И в смехе его больше горечи, чем злобы, и в шутках своих он менее всего походит на полковника Скалозуба (который ведь тоже шутит).
Но хотя язвительный ум Чацкого и его любящее сердце не ладили между собою, они в конце концов нашли себе печальное примирение: им встретился один и тот же соперник, их соединила общая горькая судьба и слила одна невзгода. Чацкий страдает и как гражданин, и как любовник, он оскорблен и в своих общественных идеалах, и в своем чувстве. И самая отчужденность его от Софьи служит лишь роковым проявлением его общего одиночества и сиротства в Москве, в России.
Как гражданин, он встречает наивно-цельное мировоззрение, какое-то эпическое спокойствие оценок и понятий. Здесь не сомневаются. Здесь неподвижно, в этой ленивой, огромной, тяжелой массе, которая повинуется только закону инерции. Фамусов символизирует собою прочный, грузный, спокойный уклад старого быта, удручающую устойчивость и оцепенелость духа. В его среде все взгляды на жизнь давно уже выработаны, и эта жизнь мирно и мерно катится по ровной дороге традиции. Раболепно поклоняются авторитету и успеху, ненавидят искусство и науку, потому что в них таится начало творческое и критическое, а здесь не нужно ни творчества, ни критики: всякая самостоятельность только вредна. Беззастенчиво говорят о сожжении книг, боятся мечтателей опасных и завиральных идей, предпочитают фельдфебеля Вольтеру: "к свободной жизни их вражда непримирима". Все довольны и счастливы, покуда кругом тихо. Лишь бы не было укоряющих свидетелей, - в себе же самих они не чувствуют укоризны, от себя не ждут осуждения, потому что они вполне удовлетворены собою. Всячески охраняют молчание, так как "злые языки страшнее пистолета", и даже в гости "являются помолчать". Этот мотив, позорный мотив молчания, слышится на протяжении всей комедии. У каждого есть своя княгиня Марья Алексевна, и трепещут, как бы она не прервала удобного безмолвия; даже горничная Лиза, проникнутая воззрениями своих господ, убеждена, что "грех не беда, молва не хороша". Для того чтобы не было молвы и огласки, употребляют всякие средства: между прочим "кому в Москве не зажимали рты обеды, ужины и танцы?". Для того чтобы не говорил Чацкий, Фамусов просит его "завязать на память узелок"; но, бесспорно, для того чтобы Чацкие не говорили, в распоряжении у Фамусовых имеются и другие, более сильные мнемонические приемы...

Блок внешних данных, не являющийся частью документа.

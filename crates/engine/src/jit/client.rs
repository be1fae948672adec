use std::collections::{BTreeMap, BTreeSet};
use std::sync::{Arc, Mutex, MutexGuard};

use herald_storage::{load, save, KeyValueStore};
use time::{Duration, OffsetDateTime};

use super::cache::{JitCache, PersistedResult, SyncedJitResult};
use super::protocol::{parse_response, DeviceIds, JitRequest};
use super::transport::JitTransport;
use super::JitError;
use crate::campaign::Campaign;
use crate::clock::{from_unix_ms, to_unix_ms, DateProvider};
use crate::error::EngineError;
use crate::tracker::EventInfo;

pub const CACHE_KEY: &str = "jit.cache";
pub const NEXT_ALLOWED_KEY: &str = "jit.next_allowed";

#[derive(Debug, Clone, Copy, PartialEq, Eq)]
pub enum SyncedState {
    Eligible,
    NotEligible,
    RequiresSync,
}

#[derive(Debug, Clone, Copy, PartialEq, Eq)]
pub struct JitSettings {
    /// How long a cached answer stays valid.
    pub ttl: Duration,
    /// Delay after the first consecutive failure; doubles per failure.
    pub backoff_base: Duration,
    pub backoff_max: Duration,
}

impl Default for JitSettings {
    fn default() -> Self {
        JitSettings {
            ttl: Duration::seconds(30),
            backoff_base: Duration::seconds(10),
            backoff_max: Duration::minutes(10),
        }
    }
}

impl JitSettings {
    /// Delay applied after `failures` consecutive failures (1-based).
    pub fn backoff_for(&self, failures: u32) -> Duration {
        let exponent = failures.saturating_sub(1).min(30);
        let delay = self
            .backoff_base
            .checked_mul(1i32 << exponent)
            .unwrap_or(self.backoff_max);
        delay.min(self.backoff_max)
    }
}

#[derive(Debug, Default)]
struct JitState {
    cache: JitCache,
    next_allowed: Option<OffsetDateTime>,
    failures: u32,
}

/// Confirms campaign eligibility with the backend and caches the answers.
///
/// The cache and throttle state sit behind one mutex that is released
/// before the transport is awaited.
pub struct JitSyncClient {
    transport: Arc<dyn JitTransport>,
    clock: Arc<dyn DateProvider>,
    store: Arc<dyn KeyValueStore>,
    settings: JitSettings,
    ids: DeviceIds,
    state: Mutex<JitState>,
}

impl JitSyncClient {
    /// Restores the cache and throttle timestamp from `store`.
    pub fn open(
        transport: Arc<dyn JitTransport>,
        clock: Arc<dyn DateProvider>,
        store: Arc<dyn KeyValueStore>,
        settings: JitSettings,
        ids: DeviceIds,
    ) -> Result<Self, EngineError> {
        let cache: BTreeMap<String, PersistedResult> =
            load(store.as_ref(), CACHE_KEY)?.unwrap_or_default();
        let next_allowed: Option<i64> = load(store.as_ref(), NEXT_ALLOWED_KEY)?;
        tracing::debug!(entries = cache.len(), "restored JIT cache");

        Ok(JitSyncClient {
            transport,
            clock,
            store,
            settings,
            ids,
            state: Mutex::new(JitState {
                cache: JitCache::from_persisted(cache),
                next_allowed: next_allowed.map(from_unix_ms),
                failures: 0,
            }),
        })
    }

    pub fn settings(&self) -> &JitSettings {
        &self.settings
    }

    fn lock(&self) -> MutexGuard<'_, JitState> {
        self.state.lock().unwrap_or_else(|e| e.into_inner())
    }

    pub fn synced_state(&self, campaign: &Campaign) -> SyncedState {
        if !campaign.requires_jit_sync {
            return SyncedState::Eligible;
        }
        let now = self.clock.now();
        match self.lock().cache.get(&campaign.id) {
            None => SyncedState::RequiresSync,
            Some(entry) if now - entry.timestamp < self.settings.ttl => {
                if entry.eligible {
                    SyncedState::Eligible
                } else {
                    SyncedState::NotEligible
                }
            }
            Some(_) => SyncedState::RequiresSync,
        }
    }

    pub fn is_available(&self) -> bool {
        let now = self.clock.now();
        self.lock().next_allowed.map_or(true, |at| now >= at)
    }

    pub fn next_allowed(&self) -> Option<OffsetDateTime> {
        self.lock().next_allowed
    }

    /// Number of consecutive failed syncs.
    pub fn failure_streak(&self) -> u32 {
        self.lock().failures
    }

    /// Asks the backend which of `campaigns` may be shown and returns the
    /// confirmed ids. Listed ids are cached as eligible; unlisted ids are
    /// left alone.
    ///
    /// The request shape follows the first campaign's format. Campaigns of
    /// another format are not sent and stay unsynced.
    pub async fn sync(
        &self,
        campaigns: &[&Campaign],
        views: &BTreeMap<String, EventInfo>,
        attributes: Option<serde_json::Value>,
    ) -> Result<Vec<String>, JitError> {
        let Some(first) = campaigns.first() else {
            return Ok(Vec::new());
        };
        {
            let state = self.lock();
            if let Some(until) = state.next_allowed {
                if self.clock.now() < until {
                    return Err(JitError::Throttled { until });
                }
            }
        }

        let format = first.format;
        let batch: Vec<&Campaign> = campaigns
            .iter()
            .copied()
            .filter(|c| c.format == format)
            .collect();
        if batch.len() < campaigns.len() {
            tracing::debug!(
                format = format.tag(),
                skipped = campaigns.len() - batch.len(),
                "leaving campaigns of another format for a later sync"
            );
        }

        let request = JitRequest::build(format, &self.ids, &batch, views, attributes, self.clock.now());
        let outcome = match self.transport.send(&request).await {
            Ok(body) => parse_response(&body),
            Err(e) => Err(JitError::from(e)),
        };

        match outcome {
            Ok(eligible) => {
                let now = self.clock.now();
                let mut state = self.lock();
                state.failures = 0;
                for id in &eligible {
                    state.cache.insert(
                        id.clone(),
                        SyncedJitResult {
                            timestamp: now,
                            eligible: true,
                        },
                    );
                }
                self.persist_cache(&state.cache);
                tracing::info!(
                    requested = batch.len(),
                    eligible = eligible.len(),
                    "JIT sync succeeded"
                );
                Ok(eligible)
            }
            Err(e) => {
                let retry_after = match &e {
                    JitError::Transport { retry_after, .. } => *retry_after,
                    _ => None,
                };
                let until = self.record_failure(retry_after);
                tracing::warn!(error = %e, %until, "JIT sync failed");
                Err(e)
            }
        }
    }

    /// Caches `ids` as not eligible as of now.
    pub fn mark_not_eligible<'a>(&self, ids: impl IntoIterator<Item = &'a str>) {
        let now = self.clock.now();
        let mut state = self.lock();
        let mut marked = BTreeSet::new();
        for id in ids {
            state.cache.insert(
                id,
                SyncedJitResult {
                    timestamp: now,
                    eligible: false,
                },
            );
            marked.insert(id);
        }
        if !marked.is_empty() {
            tracing::debug!(ids = ?marked, "marked campaigns not eligible");
            self.persist_cache(&state.cache);
        }
    }

    fn record_failure(&self, retry_after: Option<Duration>) -> OffsetDateTime {
        let mut state = self.lock();
        state.failures = state.failures.saturating_add(1);
        let delay = retry_after.unwrap_or_else(|| self.settings.backoff_for(state.failures));
        let until = self.clock.now() + delay;
        state.next_allowed = Some(until);
        if let Err(e) = save(self.store.as_ref(), NEXT_ALLOWED_KEY, &to_unix_ms(until)) {
            tracing::warn!(error = %e, "failed to persist JIT throttle");
        }
        until
    }

    fn persist_cache(&self, cache: &JitCache) {
        if let Err(e) = save(self.store.as_ref(), CACHE_KEY, &cache.to_persisted()) {
            tracing::warn!(error = %e, "failed to persist JIT cache");
        }
    }
}
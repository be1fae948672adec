//! Campaign scheduler.
//!
//! Owns the active campaign set and turns signals into at most one
//! campaign to display, confirming JIT campaigns with the backend when
//! they outrank everything that can be shown without a round-trip.

use std::collections::{BTreeMap, BTreeSet};
use std::sync::Arc;

use herald_expr::UserAttributeSource;
use herald_storage::{JsonFileStore, KeyValueStore, MemoryStore};

use crate::campaign::{Campaign, CampaignSet};
use crate::clock::{DateProvider, SystemDateProvider};
use crate::config::EngineConfig;
use crate::eligibility::{first_eligible_requiring_sync, first_not_requiring_sync, EligibilityEngine};
use crate::error::EngineError;
use crate::jit::{JitSyncClient, JitTransport, SyncedState};
use crate::signal::Signal;
use crate::tracker::{EventInfo, StoredViewTracker, ViewEventKey, ViewKind, ViewTracker};

pub struct CampaignScheduler {
    campaigns: CampaignSet,
    engine: EligibilityEngine,
    tracker: Arc<dyn ViewTracker>,
    jit: Option<JitSyncClient>,
}

impl CampaignScheduler {
    pub fn new(engine: EligibilityEngine, tracker: Arc<dyn ViewTracker>) -> Self {
        CampaignScheduler {
            campaigns: CampaignSet::default(),
            engine,
            tracker,
            jit: None,
        }
    }

    /// Without a JIT client, campaigns that require a sync are never shown.
    pub fn with_jit(mut self, client: JitSyncClient) -> Self {
        self.jit = Some(client);
        self
    }

    /// Wires a scheduler from configuration: the state store, tracker,
    /// eligibility engine and, when a transport is given, the JIT client.
    pub fn from_config(
        config: &EngineConfig,
        user: Arc<dyn UserAttributeSource + Send + Sync>,
        transport: Option<Arc<dyn JitTransport>>,
    ) -> Result<Self, EngineError> {
        let clock: Arc<dyn DateProvider> = Arc::new(SystemDateProvider::new(config.utc_offset()?));
        Self::from_config_with_clock(config, clock, user, transport)
    }

    pub fn from_config_with_clock(
        config: &EngineConfig,
        clock: Arc<dyn DateProvider>,
        user: Arc<dyn UserAttributeSource + Send + Sync>,
        transport: Option<Arc<dyn JitTransport>>,
    ) -> Result<Self, EngineError> {
        let store: Arc<dyn KeyValueStore> = match &config.store_path {
            Some(path) => Arc::new(JsonFileStore::open(path)?),
            None => Arc::new(MemoryStore::new()),
        };
        let tracker: Arc<dyn ViewTracker> =
            Arc::new(StoredViewTracker::open(store.clone(), clock.clone())?);
        let engine = EligibilityEngine::new(clock.clone(), tracker.clone(), config.native.clone(), user)
            .with_user_id(config.user_id.clone());

        let mut scheduler = CampaignScheduler::new(engine, tracker);
        if let Some(transport) = transport {
            scheduler = scheduler.with_jit(JitSyncClient::open(
                transport,
                clock,
                store,
                config.jit_settings(),
                config.device_ids(),
            )?);
        }
        Ok(scheduler)
    }

    pub fn campaigns(&self) -> &CampaignSet {
        &self.campaigns
    }

    pub fn engine(&self) -> &EligibilityEngine {
        &self.engine
    }

    pub fn jit(&self) -> Option<&JitSyncClient> {
        self.jit.as_ref()
    }

    pub fn set_user_attributes(&mut self, user: Arc<dyn UserAttributeSource + Send + Sync>) {
        self.engine.set_user(user);
    }

    /// Resets the session view counter and handles the new-session signal.
    pub async fn start_session(&mut self) -> Option<&Campaign> {
        self.tracker.reset_session_counter();
        tracing::info!("session started");
        self.process(&Signal::NewSession).await
    }

    /// Swaps the active set without processing any signal.
    pub fn set_campaigns(&mut self, set: CampaignSet) {
        if let Some(window) = set.capping.as_ref().and_then(|c| c.longest_window()) {
            self.tracker.ensure_retention(window);
        }
        self.campaigns = set;
    }

    /// Activates `set` inside the current session.
    pub async fn load_campaigns(&mut self, set: CampaignSet) -> Option<&Campaign> {
        tracing::info!(count = set.len(), "campaigns loaded");
        self.set_campaigns(set);
        self.process(&Signal::CampaignsLoaded).await
    }

    /// Replaces the active set with a fresher definition.
    pub async fn refresh_campaigns(&mut self, set: CampaignSet) -> Option<&Campaign> {
        tracing::info!(count = set.len(), "campaigns refreshed");
        self.set_campaigns(set);
        self.process(&Signal::CampaignsRefreshed).await
    }

    /// Picks the campaign to display for `signal`, if any.
    pub async fn process(&self, signal: &Signal) -> Option<&Campaign> {
        let eligible = self.engine.eligible_campaigns(&self.campaigns, signal);
        let Some(jit) = &self.jit else {
            return first_not_requiring_sync(&eligible);
        };

        // Everything unsynced ranked above the first showable campaign.
        let mut pending: Vec<&Campaign> = Vec::new();
        let mut fallback = None;
        for campaign in &eligible {
            match jit.synced_state(campaign) {
                SyncedState::Eligible => {
                    fallback = Some(*campaign);
                    break;
                }
                SyncedState::NotEligible => continue,
                SyncedState::RequiresSync => pending.push(*campaign),
            }
        }
        let fallback = fallback.or_else(|| first_not_requiring_sync(&eligible));

        let candidates = first_eligible_requiring_sync(&pending);
        if candidates.is_empty() {
            return fallback;
        }
        if !jit.is_available() {
            tracing::debug!(pending = candidates.len(), "JIT throttled, using fallback");
            return fallback;
        }

        let views = self.view_counts(&candidates);
        let attributes = Some(self.engine.user().snapshot());
        match jit.sync(&candidates, &views, attributes).await {
            Ok(listed) => {
                let listed: BTreeSet<&str> = listed.iter().map(String::as_str).collect();
                let format = candidates[0].format;
                jit.mark_not_eligible(
                    candidates
                        .iter()
                        .filter(|c| c.format == format && !listed.contains(c.id.as_str()))
                        .map(|c| c.id.as_str()),
                );
                candidates
                    .iter()
                    .copied()
                    .find(|c| listed.contains(c.id.as_str()))
                    .or(fallback)
            }
            Err(_) => fallback,
        }
    }

    fn view_counts(&self, campaigns: &[&Campaign]) -> BTreeMap<String, EventInfo> {
        campaigns
            .iter()
            .map(|c| (c.id.clone(), self.tracker.event_info(&self.view_key(c, ViewKind::View))))
            .collect()
    }

    fn view_key(&self, campaign: &Campaign, kind: ViewKind) -> ViewEventKey {
        ViewEventKey::new(campaign.id.clone(), kind, campaign.format, self.engine.user_id())
    }

    /// Records that `campaign` was displayed. Returns its view count.
    pub fn record_display(&self, campaign: &Campaign) -> Result<u64, EngineError> {
        self.record(campaign, ViewKind::View)
    }

    pub fn record(&self, campaign: &Campaign, kind: ViewKind) -> Result<u64, EngineError> {
        self.tracker.track_event(&self.view_key(campaign, kind))
    }
}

Фамусов чувствует себя прекрасно в Москве и в мире, но только не надо, чтобы говорили. И ему досадно, что некоторые не слушаются его, отказывают ему в такой безделице, как молчание. "Просил я помолчать - не велика услуга", - обиженно замечает он Чацкому. "Просил я помолчать" - это девиз на его гербе, это условие его существования. Доводов, убеждений, разумных слов Чацкого он не слушает: "Заткнул я уши". И с заткнутыми ушами являет он какой-то символ русской действительности, и с заткнутыми ушами он бессмысленно повторяет одну и ту же роковую фразу: "Не слушаю, под суд! под суд!" Это ужасно: он не слушает, не выслушивает - он только отдает под суд. В это время к нему является "человек с докладом", и испуганному Фамусову кажется, что случился "бунт", и он ждет "содома". Но, разумеется, никакого бунта нет, - напротив, это пришел полковник Скалозуб, и Фамусов радуется ему, как своему спасителю от Чацкого, от Чацких, и с распростертыми объятиями встречает он полковника Скалозуба...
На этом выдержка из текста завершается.